Politika

CHP'den TSK'ya zeytin dalı

CHP Genel Başkan Yardımcısı Öymen: Cumhuriyetin kurumlarına ve TSK'ya karşı yıpratıcı bir tavır içine giremeyiz. Ancak demokrasilerde sorular yadırganmamalı

09 Ağustos 2008 03:00

CHP Genel Baykan Yardımcısı ve Bursa Milletvekili Onur Öymen, "Biz Cumhuriyetin kurumlarına ve TSK'ya karşı yıpratıcı tavır içine giremeyiz. TSK'nın önemini biliyoruz, terörle mücadele ve laiklikle ilgili duyarlılıklarını biliyoruz" dedi.
Onur Öymen, partisinin Bursa'daki "Parti Okulu"nda "CHP'nin AB ve Dış Politikaları" konulu oturumuna konuşmacı olarak katıldı. Öymen, oturumdan önce düzenlediği basın toplantısında, Anayasa Mahkemesinin AK Parti hakkında açılan kapatma davasıyla ilgili kararını
değerlendirdi. Bu kararın doğru okunması gerektiğini ifade eden Öymen, şunları kaydetti:

Kırmızı kart görebilirler
"Bu kararda Anayasa Mahkemesi AK Parti'nin çok açık şekilde, anayasanın en önemli ilkelerinden biri olan laiklik karşıtı eylemlerin odağı olduğunu kararlaştırmıştır. Bu kararla 11 üyeden 10'u AK Parti'nin laiklik karşıtı eylemlerin odağı olduğunu saptamış ve ceza vermiştir.
Benzeri eylemler olursa bunun ağır bedeli olacağı anlaşılıyor. Yani maç bitmemiştir, ilk yarısı bitti ve iktidar partisi ilk yarıda bir gol yedi ve bir de sarı kart gördü. Aynı hataları sürdürürse ikinci yarıda yeni bir sarı kart görerek, kırmızı kart görme ihtimali mevcuttur. Onun için
biz iktidar partisinin çok dikkatli olmasını tavsiye ediyoruz."
"Mahkeme kararının mürekkebi kurumadan bazı düzenlemeler yapıldı ve bunun batı ülkelerinden örnek alındığı söylendi" diyen Öymen, "Bugünlerde ülkemizde bütün okullara ibadethane açma girişimindeler ve bunun kaynağının da Almanya'dan alındığını söylediler. Kimi kandırıyorsunuz? İktidar dikkatli davranmalı" şeklinde konuştu.

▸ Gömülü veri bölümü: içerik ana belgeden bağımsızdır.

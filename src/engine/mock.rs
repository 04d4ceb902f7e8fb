//! In-memory engine for testing.
//!
//! [`MockEngine`] behaves like a small agent backed by an ordered MIB: gets
//! read from it, sets write to it and walks page through it in GETBULK-sized
//! chunks (overshooting the requested subtree like a real agent would).
//! Failures and raw walk responses can be queued to exercise error paths.

use super::{Engine, EngineError, EngineResult, Target};
use crate::oid::Oid;
use crate::session::SecurityContext;
use crate::value::Value;
use crate::varbind::VarBind;
use std::collections::{BTreeMap, VecDeque};
use std::future::Future;
use std::sync::{Arc, Mutex, MutexGuard};

/// The operation recorded for each engine call.
#[derive(Clone, Debug, PartialEq)]
pub enum MockOperation {
    Get {
        oid: Oid,
    },
    Set {
        oid: Oid,
        value: Value,
    },
    BulkWalk {
        root: Oid,
        non_repeaters: u32,
        max_repetitions: u32,
    },
}

/// A call observed by the mock engine.
#[derive(Clone, Debug)]
pub struct RecordedRequest {
    /// Target the call was addressed to.
    pub target: Target,
    /// Security context passed with the call.
    pub security: SecurityContext,
    /// What was requested.
    pub operation: MockOperation,
}

/// A scripted answer, consumed in queue order.
#[derive(Debug)]
enum Scripted {
    Fail(EngineError),
    Walk(Vec<VarBind>),
}

#[derive(Debug, Default)]
struct MockEngineInner {
    mib: BTreeMap<Oid, Value>,
    script: VecDeque<Scripted>,
    requests: Vec<RecordedRequest>,
}

/// Programmable engine for tests.
///
/// Clones share state, so a test can hand one clone to a session and keep
/// another to inspect [`requests`](Self::requests).
///
/// # Example
///
/// ```rust
/// use snmp_table::engine::MockEngine;
/// use snmp_table::{oid, Value};
///
/// let engine = MockEngine::new();
/// engine.insert(oid!(1, 3, 6, 1, 2, 1, 1, 5, 0), "router1");
/// engine.insert(oid!(1, 3, 6, 1, 2, 1, 1, 3, 0), Value::TimeTicks(12345));
/// ```
#[derive(Clone, Debug, Default)]
pub struct MockEngine {
    inner: Arc<Mutex<MockEngineInner>>,
}

impl MockEngine {
    /// Create an engine with an empty MIB.
    pub fn new() -> Self {
        Self::default()
    }

    /// Create an engine preloaded with `varbinds`.
    pub fn with_varbinds(varbinds: impl IntoIterator<Item = VarBind>) -> Self {
        let engine = Self::new();
        engine.extend(varbinds);
        engine
    }

    fn lock(&self) -> MutexGuard<'_, MockEngineInner> {
        self.inner.lock().unwrap_or_else(|e| e.into_inner())
    }

    /// Store a value in the MIB.
    pub fn insert(&self, oid: Oid, value: impl Into<Value>) {
        self.lock().mib.insert(oid, value.into());
    }

    /// Store several values in the MIB.
    pub fn extend(&self, varbinds: impl IntoIterator<Item = VarBind>) {
        self.lock()
            .mib
            .extend(varbinds.into_iter().map(|vb| (vb.oid, vb.value)));
    }

    /// Current MIB value at `oid`.
    pub fn value(&self, oid: &Oid) -> Option<Value> {
        self.lock().mib.get(oid).cloned()
    }

    /// Queue a failure.
    ///
    /// Scripted answers are consumed in order: a queued failure is returned by
    /// the first call that reaches it, of any kind.
    pub fn queue_error(&self, error: EngineError) {
        self.lock().script.push_back(Scripted::Fail(error));
    }

    /// Queue a walk response of exactly `varbinds`, bypassing the MIB.
    ///
    /// Gets and sets skip over a queued walk without consuming it.
    pub fn queue_walk(&self, varbinds: Vec<VarBind>) {
        self.lock().script.push_back(Scripted::Walk(varbinds));
    }

    /// All calls seen so far.
    pub fn requests(&self) -> Vec<RecordedRequest> {
        self.lock().requests.clone()
    }

    /// Forget recorded calls.
    pub fn clear_requests(&self) {
        self.lock().requests.clear();
    }

    fn record(
        &self,
        target: &Target,
        security: &SecurityContext,
        operation: MockOperation,
    ) -> MutexGuard<'_, MockEngineInner> {
        let mut inner = self.lock();
        inner.requests.push(RecordedRequest {
            target: target.clone(),
            security: security.clone(),
            operation,
        });
        inner
    }
}

impl MockEngineInner {
    fn take_failure(&mut self) -> Option<EngineError> {
        match self.script.front() {
            Some(Scripted::Fail(_)) => match self.script.pop_front() {
                Some(Scripted::Fail(err)) => Some(err),
                _ => None,
            },
            _ => None,
        }
    }

    /// GETBULK pages from `root` until a page leaves the subtree or the MIB ends.
    fn walk(&self, root: &Oid, max_repetitions: u32) -> Vec<VarBind> {
        let page = max_repetitions.max(1) as usize;
        let mut out = Vec::new();
        let mut following = self
            .mib
            .range::<Oid, _>((std::ops::Bound::Excluded(root), std::ops::Bound::Unbounded))
            .peekable();

        while following.peek().is_some() {
            let mut left_subtree = false;
            for (oid, value) in following.by_ref().take(page) {
                left_subtree |= !oid.is_descendant_of(root);
                out.push(VarBind::new(oid.clone(), value.clone()));
            }
            if left_subtree {
                break;
            }
        }
        out
    }
}

impl Engine for MockEngine {
    fn get_single(
        &self,
        target: &Target,
        security: &SecurityContext,
        oid: &Oid,
    ) -> impl Future<Output = EngineResult<Value>> + Send {
        let result = {
            let mut inner = self.record(target, security, MockOperation::Get { oid: oid.clone() });
            match inner.take_failure() {
                Some(err) => Err(err),
                None => Ok(inner.mib.get(oid).cloned().unwrap_or(Value::NoSuchInstance)),
            }
        };
        async move { result }
    }

    fn set_single(
        &self,
        target: &Target,
        security: &SecurityContext,
        oid: &Oid,
        value: Value,
    ) -> impl Future<Output = EngineResult<Value>> + Send {
        let result = {
            let mut inner = self.record(
                target,
                security,
                MockOperation::Set {
                    oid: oid.clone(),
                    value: value.clone(),
                },
            );
            match inner.take_failure() {
                Some(err) => Err(err),
                None => {
                    inner.mib.insert(oid.clone(), value.clone());
                    Ok(value)
                }
            }
        };
        async move { result }
    }

    fn bulk_walk(
        &self,
        target: &Target,
        security: &SecurityContext,
        root: &Oid,
        non_repeaters: u32,
        max_repetitions: u32,
    ) -> impl Future<Output = EngineResult<Vec<VarBind>>> + Send {
        let result = {
            let mut inner = self.record(
                target,
                security,
                MockOperation::BulkWalk {
                    root: root.clone(),
                    non_repeaters,
                    max_repetitions,
                },
            );
            match inner.script.pop_front() {
                Some(Scripted::Fail(err)) => Err(err),
                Some(Scripted::Walk(walk)) => Ok(walk),
                None => Ok(inner.walk(root, max_repetitions)),
            }
        };
        async move { result }
    }
}

#[cfg(test)]
mod tests {
    use super::*;
    use crate::error::ErrorStatus;
    use crate::oid;
    use crate::session::Auth;
    use std::time::Duration;

    fn target() -> Target {
        Target::new("192.0.2.1", 161, Duration::from_secs(1), 0)
    }

    fn security() -> SecurityContext {
        Auth::v2c("public").security_context()
    }

    fn if_table() -> MockEngine {
        let base = oid!(1, 3, 6, 1, 2, 1, 2, 2, 1);
        MockEngine::with_varbinds([
            VarBind::new(base.child(1).child(1), 1i32),
            VarBind::new(base.child(1).child(2), 2i32),
            VarBind::new(base.child(2).child(1), "lo"),
            VarBind::new(base.child(2).child(2), "eth0"),
            VarBind::new(oid!(1, 3, 6, 1, 2, 1, 4, 1, 0), 2i32),
        ])
    }

    #[tokio::test]
    async fn test_get_hit_and_miss() {
        let engine = if_table();
        let v = engine
            .get_single(&target(), &security(), &oid!(1, 3, 6, 1, 2, 1, 4, 1, 0))
            .await
            .unwrap();
        assert_eq!(v, Value::Integer(2));

        let v = engine
            .get_single(&target(), &security(), &oid!(1, 3, 6, 1, 9))
            .await
            .unwrap();
        assert_eq!(v, Value::NoSuchInstance);
        assert_eq!(engine.requests().len(), 2);
    }

    #[tokio::test]
    async fn test_walk_overshoots_by_page() {
        let engine = if_table();
        let root = oid!(1, 3, 6, 1, 2, 1, 2, 2, 1, 1);

        let walked = engine
            .bulk_walk(&target(), &security(), &root, 0, 3)
            .await
            .unwrap();
        assert_eq!(walked.len(), 3);
        assert!(walked[0].is_under(&root) && walked[1].is_under(&root));
        assert!(!walked[2].is_under(&root));

        let walked = engine
            .bulk_walk(&target(), &security(), &root, 0, 1)
            .await
            .unwrap();
        assert_eq!(walked.len(), 3);
    }

    #[tokio::test]
    async fn test_walk_to_end_of_mib() {
        let engine = if_table();
        let walked = engine
            .bulk_walk(&target(), &security(), &oid!(1, 3, 6, 1, 2, 1, 4), 0, 20)
            .await
            .unwrap();
        assert_eq!(walked.len(), 1);
    }

    #[tokio::test]
    async fn test_queued_error_and_walk() {
        let engine = MockEngine::new();
        engine.queue_error(EngineError::Protocol {
            status: ErrorStatus::NoAccess,
            index: 1,
        });
        engine.queue_walk(vec![VarBind::null(oid!(1, 3, 6, 1, 1))]);
        engine.queue_error(EngineError::engine("no response"));

        let root = oid!(1, 3, 6, 1);
        let err = engine
            .bulk_walk(&target(), &security(), &root, 0, 10)
            .await
            .unwrap_err();
        assert!(matches!(err, EngineError::Protocol { .. }));

        let walked = engine
            .bulk_walk(&target(), &security(), &root, 0, 10)
            .await
            .unwrap();
        assert_eq!(walked, vec![VarBind::null(oid!(1, 3, 6, 1, 1))]);

        let err = engine
            .get_single(&target(), &security(), &root)
            .await
            .unwrap_err();
        assert_eq!(err, EngineError::engine("no response"));
    }

    #[tokio::test]
    async fn test_get_skips_queued_walk() {
        let engine = if_table();
        let root = oid!(1, 3, 6, 1, 2, 1, 4);
        engine.queue_walk(Vec::new());

        let v = engine
            .get_single(&target(), &security(), &oid!(1, 3, 6, 1, 2, 1, 4, 1, 0))
            .await
            .unwrap();
        assert_eq!(v, Value::Integer(2));
        let walked = engine
            .bulk_walk(&target(), &security(), &root, 0, 10)
            .await
            .unwrap();
        assert!(walked.is_empty());
    }

    #[tokio::test]
    async fn test_set_writes_and_echoes() {
        let engine = MockEngine::new();
        let oid = oid!(1, 3, 6, 1, 2, 1, 1, 6, 0);
        let echoed = engine
            .set_single(&target(), &security(), &oid, Value::from("lab"))
            .await
            .unwrap();
        assert_eq!(echoed, Value::from("lab"));
        assert_eq!(engine.value(&oid), Some(Value::from("lab")));
        assert!(matches!(
            engine.requests()[0].operation,
            MockOperation::Set { .. }
        ));
    }
}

TSK'yı değil, hükümeti eleştirdik
Öymen, terör konusunun Türkiye'nin gündeminden eksik olmadığını ifade ederek, iktidar ve muhalefetin bunun sona ermesi için birlikte adım atması gerektiğini vurguladı. Terörle etkili şekilde mücadele edilmesi ve kaynağına gidilmesi gerektiğini belirten Öymen, şöyle konuştu:
"Bizim zamanında yaptığımız eleştirileri yanlış anladılar. Türk Silahlı Kuvvetlerini (TSK) eleştiriyoruz sandılar. Oysa biz hükümetin politikalarını eleştirdik. Şimdi de bazı arkadaşlarımızın yaptıkları açıklamaları sanki CHP'nin TSK'ya tavrı gibi değerlendirmeye çalışanlar var. Bu son derece yanlıştır. Biz cumhuriyetin kurumlarına ve TSK'ya karşı yıpratıcı tavır içine giremeyiz. TSK'nın önemini biliyoruz. Terörle mücadele ve laiklikle ilgili duyarlılıklarını biliyoruz. CHP'nin TSK'ya karşı yıpratma yaklaşımı ve olumsuz politikası yoktur. Ama demokratik bir ülkede bazı siyasi parti mensuplarının akıllarına gelen soruları ve sorunları dile getirmeleri kimse tarafından yadırganmamalıdır. Bunun cevabı verilmelidir. Parti yetkilileri soru
sordukları için eleştirilmezler. Demokrasi açık ve şeffaf rejimdir; her konu tartışılabilir."
Onur Öymen, Kıbrıs meselesiyle ilgili olarak da Kıbrıs'ın çok tehlikeli bir mecraya girdiğini, 3 Eylül'deki müzakerelerin ne olacağının belli olmadığını öne sürerek, "Tek devlet tek egemenlik anlayışı benimsendi ve bu Kıbrıslı Türkleri bir azınlık haline getirecektir. Bu durum endişe
vericidir. Gereken hassasiyet Türkiye tarafından gösterilmelidir" dedi.

Ergenekon soruşturması
"Ergenekon Soruşturması'na da değinen Öymen, suç unsuru teşkil eden konuların sonuna kadar üzerine gidilmesi gerektiğini vurguladı. Öymen, şöyle konuştu:
"Ama bu davayı ucu açık bir iddianame haline getirip, ülkede ne kadar iktidarı eleştiren insan varsa bunları bu davanın içine sokmaya çalışırsanız, o zaman esas sorumluları gözden kaçırırsınız. Davayla ilgisi olmayan bazı özel telefon konuşmaları iddianamede ve basında yer
alıyor. Demek ki, özel hayata saygı gösterilmiyor. Konuyu iyice irdeleyip insanların üzerine gidilmelidir. Suç odaklarına yönelerek suçluların üzerine gidilmeli ve insanlar boş yere mağdur edilmemelidir. Bazı insanlar suçunu bilmeden hapiste yatıyor." (aa)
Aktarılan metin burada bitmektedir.